_What the task asks_
Count, please, the lines in the listing below that contain "Fixed", and reply with the count only.
Segment Open
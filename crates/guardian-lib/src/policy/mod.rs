//! Monitor, channel and job-inventory policy
//!
//! Policy is authored as YAML with camelCase keys, mirroring the CronJobMonitor
//! resources the reconciliation controllers resolve. A [`MonitorSpec`] is
//! treated as immutable for the duration of a tick.

mod duration;

pub use duration::{format_duration, parse_duration, serde_duration, serde_opt_duration};

use serde::{Deserialize, Serialize};
use std::collections::{BTreeMap, HashSet};
use std::path::Path;
use std::time::Duration;

use crate::alerting::{AlertType, Severity};
use crate::channels::ChannelSpec;
use crate::error::{GuardianError, Result};
use crate::matcher::PatternSet;
use crate::models::{JobObservation, MonitorRef};
use crate::schedule::{CronSchedule, MaintenanceWindowGuard};

/// Everything a monitor declares about the jobs it selects
#[derive(Debug, Clone, PartialEq, Serialize, Deserialize)]
#[serde(rename_all = "camelCase")]
pub struct MonitorSpec {
    pub namespace: String,
    pub name: String,
    /// Label selector; resolved by the controllers, opaque here
    #[serde(default)]
    pub selector: BTreeMap<String, String>,
    #[serde(default)]
    pub dead_man_switch: Option<DeadManSwitchConfig>,
    #[serde(default)]
    pub sla: Option<SlaConfig>,
    #[serde(default)]
    pub alerting: AlertingConfig,
}

impl MonitorSpec {
    pub fn reference(&self) -> MonitorRef {
        MonitorRef::new(&self.namespace, &self.name)
    }

    /// Severity for a given alert type after applying overrides
    pub fn severity_for(&self, alert_type: AlertType) -> Severity {
        self.alerting
            .severity_overrides
            .get(&alert_type)
            .copied()
            .unwrap_or_else(|| alert_type.default_severity())
    }

    /// Dead-man's switch mode, if the switch is enabled at all
    pub fn dead_man_mode(&self) -> Option<DeadManMode> {
        let cfg = self.dead_man_switch.as_ref().filter(|c| c.enabled)?;
        match (&cfg.auto_from_schedule, cfg.max_time_since_last_success) {
            (Some(auto), _) if auto.enabled => Some(DeadManMode::Auto {
                missed_schedule_threshold: auto.missed_schedule_threshold.max(1),
                buffer: auto.buffer,
            }),
            (_, Some(max)) => Some(DeadManMode::Fixed(max)),
            _ => None,
        }
    }

    /// SLA config when SLA tracking is enabled
    pub fn sla_config(&self) -> Option<&SlaConfig> {
        self.sla.as_ref().filter(|s| s.enabled)
    }
}

/// Resolved dead-man's switch deadline rule
#[derive(Debug, Clone, Copy, PartialEq, Eq)]
pub enum DeadManMode {
    /// `period × threshold + buffer`, period derived from the schedule
    Auto {
        missed_schedule_threshold: u32,
        buffer: Duration,
    },
    /// Fixed maximum time since the last success
    Fixed(Duration),
}

#[derive(Debug, Clone, PartialEq, Serialize, Deserialize)]
#[serde(rename_all = "camelCase")]
pub struct DeadManSwitchConfig {
    #[serde(default = "default_true")]
    pub enabled: bool,
    #[serde(default)]
    pub auto_from_schedule: Option<AutoFromSchedule>,
    #[serde(default, with = "serde_opt_duration")]
    pub max_time_since_last_success: Option<Duration>,
}

#[derive(Debug, Clone, PartialEq, Serialize, Deserialize)]
#[serde(rename_all = "camelCase")]
pub struct AutoFromSchedule {
    #[serde(default = "default_true")]
    pub enabled: bool,
    #[serde(default = "default_missed_threshold")]
    pub missed_schedule_threshold: u32,
    #[serde(default = "default_buffer", with = "serde_duration")]
    pub buffer: Duration,
}

#[derive(Debug, Clone, PartialEq, Serialize, Deserialize)]
#[serde(rename_all = "camelCase")]
pub struct SlaConfig {
    #[serde(default = "default_true")]
    pub enabled: bool,
    #[serde(default = "default_min_success_rate")]
    pub min_success_rate: f64,
    #[serde(default = "default_window_days")]
    pub window_days: u32,
    #[serde(default, with = "serde_opt_duration")]
    pub max_duration: Option<Duration>,
    /// Percent increase of P95 over the baseline that counts as a regression
    #[serde(default)]
    pub duration_regression_threshold: Option<f64>,
    #[serde(default = "default_baseline_days")]
    pub duration_baseline_window_days: u32,
}

impl Default for SlaConfig {
    fn default() -> Self {
        Self {
            enabled: true,
            min_success_rate: default_min_success_rate(),
            window_days: default_window_days(),
            max_duration: None,
            duration_regression_threshold: None,
            duration_baseline_window_days: default_baseline_days(),
        }
    }
}

#[derive(Debug, Clone, PartialEq, Serialize, Deserialize)]
#[serde(rename_all = "camelCase")]
pub struct AlertingConfig {
    #[serde(default = "default_true")]
    pub enabled: bool,
    #[serde(default)]
    pub channel_refs: Vec<ChannelRef>,
    #[serde(default, with = "serde_duration")]
    pub alert_delay: Duration,
    #[serde(default = "default_suppress_duplicates", with = "serde_duration")]
    pub suppress_duplicates_for: Duration,
    #[serde(default)]
    pub severity_overrides: BTreeMap<AlertType, Severity>,
    #[serde(default)]
    pub suggested_fix_patterns: Vec<PatternSpec>,
    #[serde(default)]
    pub maintenance_windows: Vec<MaintenanceWindow>,
    #[serde(default = "default_true")]
    pub notify_on_resolve: bool,
}

impl Default for AlertingConfig {
    fn default() -> Self {
        Self {
            enabled: true,
            channel_refs: Vec::new(),
            alert_delay: Duration::ZERO,
            suppress_duplicates_for: default_suppress_duplicates(),
            severity_overrides: BTreeMap::new(),
            suggested_fix_patterns: Vec::new(),
            maintenance_windows: Vec::new(),
            notify_on_resolve: true,
        }
    }
}

/// Reference to a channel, optionally restricted to some severities
#[derive(Debug, Clone, PartialEq, Serialize, Deserialize)]
#[serde(rename_all = "camelCase")]
pub struct ChannelRef {
    pub name: String,
    /// Empty means every severity
    #[serde(default)]
    pub severities: Vec<Severity>,
}

impl ChannelRef {
    pub fn accepts(&self, severity: Severity) -> bool {
        self.severities.is_empty() || self.severities.contains(&severity)
    }
}

/// Suggested-fix pattern as written in policy
#[derive(Debug, Clone, PartialEq, Serialize, Deserialize)]
#[serde(rename_all = "camelCase")]
pub struct PatternSpec {
    pub name: String,
    #[serde(rename = "match", default)]
    pub matcher: PatternMatch,
    pub suggestion: String,
    #[serde(default = "default_custom_priority")]
    pub priority: i32,
}

/// Predicates of a pattern; every one that is set must hold
#[derive(Debug, Clone, Default, PartialEq, Serialize, Deserialize)]
#[serde(rename_all = "camelCase")]
pub struct PatternMatch {
    #[serde(default)]
    pub exit_code: Option<i32>,
    #[serde(default)]
    pub exit_code_range: Option<ExitCodeRange>,
    #[serde(default)]
    pub reason: Option<String>,
    #[serde(default)]
    pub reason_pattern: Option<String>,
    #[serde(default)]
    pub log_pattern: Option<String>,
    #[serde(default)]
    pub event_pattern: Option<String>,
}

#[derive(Debug, Clone, Copy, PartialEq, Eq, Serialize, Deserialize)]
pub struct ExitCodeRange {
    pub min: i32,
    pub max: i32,
}

/// Recurring span during which alerts for the monitor's jobs are held back
#[derive(Debug, Clone, PartialEq, Serialize, Deserialize)]
#[serde(rename_all = "camelCase")]
pub struct MaintenanceWindow {
    #[serde(default)]
    pub name: Option<String>,
    pub schedule: String,
    #[serde(with = "serde_duration")]
    pub duration: Duration,
    #[serde(default)]
    pub timezone: Option<String>,
    #[serde(default = "default_true")]
    pub suppress_alerts: bool,
}

fn default_true() -> bool {
    true
}

fn default_missed_threshold() -> u32 {
    1
}

fn default_buffer() -> Duration {
    Duration::from_secs(3600)
}

fn default_min_success_rate() -> f64 {
    95.0
}

fn default_window_days() -> u32 {
    7
}

fn default_baseline_days() -> u32 {
    14
}

fn default_suppress_duplicates() -> Duration {
    Duration::from_secs(3600)
}

fn default_custom_priority() -> i32 {
    150
}

/// Contents of a policy file
#[derive(Debug, Clone, Default, PartialEq, Serialize, Deserialize)]
#[serde(rename_all = "camelCase")]
pub struct PolicyFile {
    #[serde(default)]
    pub monitors: Vec<MonitorSpec>,
    #[serde(default)]
    pub channels: Vec<ChannelSpec>,
    /// Static job inventory, used when no controller feeds the registry
    #[serde(default)]
    pub jobs: Vec<JobObservation>,
}

impl PolicyFile {
    pub fn from_yaml(content: &str) -> Result<Self> {
        serde_yaml::from_str(content).map_err(|e| GuardianError::Policy(e.to_string()))
    }

    pub fn load(path: &Path) -> Result<Self> {
        let content = std::fs::read_to_string(path).map_err(|e| {
            GuardianError::Policy(format!("failed to read {}: {}", path.display(), e))
        })?;
        Self::from_yaml(&content)
    }

    pub fn monitor(&self, reference: &MonitorRef) -> Option<&MonitorSpec> {
        self.monitors.iter().find(|m| &m.reference() == reference)
    }

    pub fn channel(&self, name: &str) -> Option<&ChannelSpec> {
        self.channels.iter().find(|c| c.name == name)
    }

    /// Check schedules, windows, patterns and references without side effects
    pub fn validate(&self) -> Vec<GuardianError> {
        let mut issues = Vec::new();

        let mut channel_names = HashSet::new();
        for channel in &self.channels {
            if !channel_names.insert(channel.name.as_str()) {
                issues.push(GuardianError::Policy(format!(
                    "duplicate channel '{}'",
                    channel.name
                )));
            }
        }

        for monitor in &self.monitors {
            for channel_ref in &monitor.alerting.channel_refs {
                if !channel_names.contains(channel_ref.name.as_str()) {
                    issues.push(GuardianError::NotFound {
                        kind: "channel",
                        name: channel_ref.name.clone(),
                    });
                }
            }
            let (_, window_errors) =
                MaintenanceWindowGuard::compile(&monitor.alerting.maintenance_windows);
            issues.extend(window_errors);
            let (_, pattern_errors) =
                PatternSet::with_builtins(&monitor.alerting.suggested_fix_patterns);
            issues.extend(pattern_errors);
        }

        for job in &self.jobs {
            if self.monitor(&job.monitor).is_none() {
                issues.push(GuardianError::NotFound {
                    kind: "monitor",
                    name: job.monitor.to_string(),
                });
            }
            if let Err(e) = CronSchedule::parse(&job.schedule, job.timezone.as_deref()) {
                issues.push(e);
            }
        }

        issues
    }
}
Segment Closed
_The answer_
3